# Aim of the exercise:
Go through the listing below and list every line with "cutoff".

# Data extracts:

use chrono::{DateTime, Duration, Utc};
use serde::{Deserialize, Serialize};
use std::fmt;
use std::str::FromStr;

/// Look-back window of the statistics view, measured from "now".
#[derive(Debug, Clone, Copy, Default, PartialEq, Eq, Hash, Serialize, Deserialize)]
#[serde(rename_all = "lowercase")]
pub enum TimeWindow {
    Week,
    Month,
    Quarter,
    #[default]
    All,
}

impl TimeWindow {
    pub fn days(&self) -> Option<i64> {
        match self {
            TimeWindow::Week => Some(7),
            TimeWindow::Month => Some(30),
            TimeWindow::Quarter => Some(90),
            TimeWindow::All => None,
        }
    }

    /// Earliest timestamp inside the window, `None` when unbounded.
    pub fn cutoff(&self, now: DateTime<Utc>) -> Option<DateTime<Utc>> {
        self.days().map(|d| now - Duration::days(d))
    }

    pub fn contains(&self, timestamp: DateTime<Utc>, now: DateTime<Utc>) -> bool {
        match self.cutoff(now) {
            Some(cutoff) => timestamp >= cutoff,
            None => true,
        }
    }
}

impl fmt::Display for TimeWindow {
    fn fmt(&self, f: &mut fmt::Formatter<'_>) -> fmt::Result {
        match self {
            TimeWindow::Week => write!(f, "7d"),
            TimeWindow::Month => write!(f, "30d"),
            TimeWindow::Quarter => write!(f, "90d"),
            TimeWindow::All => write!(f, "all"),
        }
    }
}

impl FromStr for TimeWindow {
    type Err = String;
    fn from_str(s: &str) -> Result<Self, Self::Err> {
        match s.trim().to_lowercase().as_str() {
            "7d" | "week" => Ok(TimeWindow::Week),
            "30d" | "month" => Ok(TimeWindow::Month),
            "90d" | "quarter" => Ok(TimeWindow::Quarter),
            "all" => Ok(TimeWindow::All),
            _ => Err(format!("Unknown time window: {s} (use 7d, 30d, 90d or all)")),
        }
    }
}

# Expected answer:
    pub fn cutoff(&self, now: DateTime<Utc>) -> Option<DateTime<Utc>> {
        match self.cutoff(now) {
            Some(cutoff) => timestamp >= cutoff,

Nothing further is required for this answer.